Every basic object; line, circle, spline, text, reference etc..
is stored in a single file, one object per file. This means that
if your drawing consists of 1000 circles, then there will be
1000+ files in the directory representing that drawing.
o Packaging via zip.
Obviously thousands of files will seem extremely strange to
people who are accustomed to one-file-per-drawing.
For packaging purposes, all the drawing data can be simply
zipped-up; this is the strategy adopted by OpenOffice.org - where
each word-processing file is actually a zip file containing
several other files.
(tar.gz is better for this job, but zip has wider availability)

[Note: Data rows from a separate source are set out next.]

//! Load balancing subsystem.
//!
//! # Data Flow
//! ```text
//! Route matched → backend group identified
//!     → session bound? use the bound replica
//!     → otherwise group.rs applies the group's strategy:
//!         - round_robin.rs (rotate through replicas)
//!     → BackendRef handed to the connection pool
//! ```
//!
//! # Design Decisions
//! - Strategies are stateless apart from their own counters
//! - Groups are rebuilt wholesale on config reload

pub mod group;
pub mod round_robin;

use std::sync::Arc;

use crate::upstream::BackendRef;

pub use group::BackendGroup;
pub use round_robin::RoundRobin;

/// Replica selection strategy.
pub trait LoadBalancer: Send + Sync + std::fmt::Debug {
    /// Pick the next replica, or `None` for an empty group.
    fn next_server(&self, backends: &[Arc<BackendRef>]) -> Option<Arc<BackendRef>>;
}
//! PostgreSQL row store over the single `guide_rows` table.
//!
//! A stamped batch runs inside one transaction. Updates are guarded by the
//! live-row predicate; an update that matches nothing aborts the transaction
//! and reports [`RowStoreError::Missing`], which is how a second concurrent
//! delete of the same row is detected.

use async_trait::async_trait;
use diesel::prelude::*;
use diesel_async::scoped_futures::ScopedFutureExt;
use diesel_async::{AsyncConnection, RunQueryDsl};
use tracing::debug;
use uuid::Uuid;

use super::diesel_basic_error_mapping::{map_diesel_error, map_pool_error};
use super::models::{GuideRowChanges, GuideRowRecord};
use super::pool::{DbPool, PoolError};
use super::schema::guide_rows;
use crate::domain::audit::{StampedChangeSet, WriteOp};
use crate::domain::entity::{StoredRow, Table};
use crate::domain::ports::{RowFilter, RowStore, RowStoreError};

/// Diesel-backed implementation of [`RowStore`].
#[derive(Clone)]
pub struct DieselRowStore {
    pool: DbPool,
}

impl DieselRowStore {
    pub fn new(pool: DbPool) -> Self {
        Self { pool }
    }
}

fn pool_error(error: PoolError) -> RowStoreError {
    map_pool_error(error, RowStoreError::connection)
}

fn diesel_error(error: diesel::result::Error) -> RowStoreError {
    map_diesel_error(error, RowStoreError::query, RowStoreError::connection)
}

fn decode(record: GuideRowRecord) -> Result<StoredRow, RowStoreError> {
    StoredRow::try_from(record).map_err(|err| RowStoreError::query(err.to_string()))
}

/// Failure inside the batch transaction.
enum BatchError {
    Diesel(diesel::result::Error),
    Missing { table: Table, id: Uuid },
}

impl From<diesel::result::Error> for BatchError {
    fn from(error: diesel::result::Error) -> Self {
        Self::Diesel(error)
    }
}

/// Owned write prepared outside the transaction.
enum PreparedWrite {
    Insert(GuideRowRecord),
    Update {
        table: Table,
        id: Uuid,
        changes: GuideRowChanges,
    },
}

fn prepare(batch: &StampedChangeSet) -> Vec<PreparedWrite> {
    batch
        .changes()
        .iter()
        .map(|change| match change.op() {
            WriteOp::Insert => PreparedWrite::Insert(GuideRowRecord::from(change.row())),
            WriteOp::Update => PreparedWrite::Update {
                table: change.table(),
                id: change.id(),
                changes: GuideRowChanges::from(change.row()),
            },
        })
        .collect()
}

#[async_trait]
impl RowStore for DieselRowStore {
    async fn find_row(&self, table: Table, id: Uuid) -> Result<Option<StoredRow>, RowStoreError> {
        let mut conn = self.pool.get().await.map_err(pool_error)?;
        guide_rows::table
            .filter(guide_rows::table_name.eq(table.as_str()))
            .filter(guide_rows::id.eq(id))
            .select(GuideRowRecord::as_select())
            .first(&mut conn)
            .await
            .optional()
            .map_err(diesel_error)?
            .map(decode)
            .transpose()
    }

    async fn list_rows(
        &self,
        table: Table,
        filter: &RowFilter,
    ) -> Result<Vec<StoredRow>, RowStoreError> {
        let mut conn = self.pool.get().await.map_err(pool_error)?;
        let mut query = guide_rows::table
            .filter(guide_rows::table_name.eq(table.as_str()))
            .filter(guide_rows::row_is_active.eq(true))
            .filter(guide_rows::row_is_deleted.eq(false))
            .order((guide_rows::row_created_date.asc(), guide_rows::id.asc()))
            .select(GuideRowRecord::as_select())
            .into_boxed();

        if let Some(user) = filter.auth_user_id {
            query = query.filter(guide_rows::auth_user_id.eq(user));
        }
        if let Some(customer) = filter.auth_customer_id {
            query = query.filter(guide_rows::auth_customer_id.eq(customer));
        }

        let records: Vec<GuideRowRecord> = query.load(&mut conn).await.map_err(diesel_error)?;
        records.into_iter().map(decode).collect()
    }

    async fn write_batch(&self, batch: &StampedChangeSet) -> Result<usize, RowStoreError> {
        let writes = prepare(batch);
        let mut conn = self.pool.get().await.map_err(pool_error)?;

        let written = conn
            .transaction::<usize, BatchError, _>(|conn| {
                async move {
                    let mut written = 0;
                    for write in &writes {
                        match write {
                            PreparedWrite::Insert(record) => {
                                written += diesel::insert_into(guide_rows::table)
                                    .values(record)
                                    .execute(conn)
                                    .await?;
                            }
                            PreparedWrite::Update { table, id, changes } => {
                                let updated = diesel::update(
                                    guide_rows::table
                                        .filter(guide_rows::table_name.eq(table.as_str()))
                                        .filter(guide_rows::id.eq(*id))
                                        .filter(guide_rows::row_is_active.eq(true))
                                        .filter(guide_rows::row_is_deleted.eq(false)),
                                )
                                .set(changes)
                                .execute(conn)
                                .await?;
                                if updated == 0 {
                                    return Err(BatchError::Missing {
                                        table: *table,
                                        id: *id,
                                    });
                                }
                                written += updated;
                            }
                        }
                    }
                    Ok(written)
                }
                .scope_boxed()
            })
            .await
            .map_err(|err| match err {
                BatchError::Diesel(error) => diesel_error(error),
                BatchError::Missing { table, id } => RowStoreError::missing(table, id),
            })?;

        debug!(written, stamped_at = %batch.stamped_at(), "guide rows committed");
        Ok(written)
    }
}
//! Paged list handler.

use async_trait::async_trait;
use pagination::{Page, PageRequest};

use super::{EntityHandlers, EntityView, HandlerStop, ListEntities, conclude, view_of};
use crate::domain::context::{Cancelled, RequestContext};
use crate::domain::dispatcher::RequestHandler;
use crate::domain::entity::{EntityBody, EntityOperation};
use crate::domain::envelope::ResultEnvelope;
use crate::domain::query::apply_auth_filters;

#[async_trait]
impl<B: EntityBody> RequestHandler<ListEntities<B>> for EntityHandlers<B> {
    async fn handle(
        &self,
        request: ListEntities<B>,
        context: &RequestContext,
    ) -> Result<ResultEnvelope<Page<EntityView<B>>>, Cancelled> {
        let outcome = self.list(request.page, context).await;
        conclude(B::TABLE, EntityOperation::List, outcome)
    }
}

impl<B: EntityBody> EntityHandlers<B> {
    /// Live rows visible to the caller, oldest first, one page at a time.
    async fn list(
        &self,
        page: PageRequest,
        context: &RequestContext,
    ) -> Result<ResultEnvelope<Page<EntityView<B>>>, HandlerStop> {
        let scope = context.caller().auth_scope();
        let records = self.deps.data.list::<B>(&scope, context.cancellation()).await?;
        let selected = page.paginate(apply_auth_filters(records, &scope));
        let details = self.owner_details(selected.items(), context).await?;
        Ok(ResultEnvelope::success(
            selected.map(|record| view_of(record, &details)),
        ))
    }
}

o Persistent names for all objects.
Each object needs a key/name/filename, this should be unique and
persistent through the lifetime of the object. Something like
this:
<HOSTNAME>-<UNIX_DATE>-<PID>-<INODE>.<OBJECT_TYPE>
Here's an example:
celery-1045317918-1278-225423.circle
Some objects will need to be renamed so they can be remembered
later, this name will then be accessible from within the CAD
program:
enough-room-to-swing-a-cat.circle
o One line per data item.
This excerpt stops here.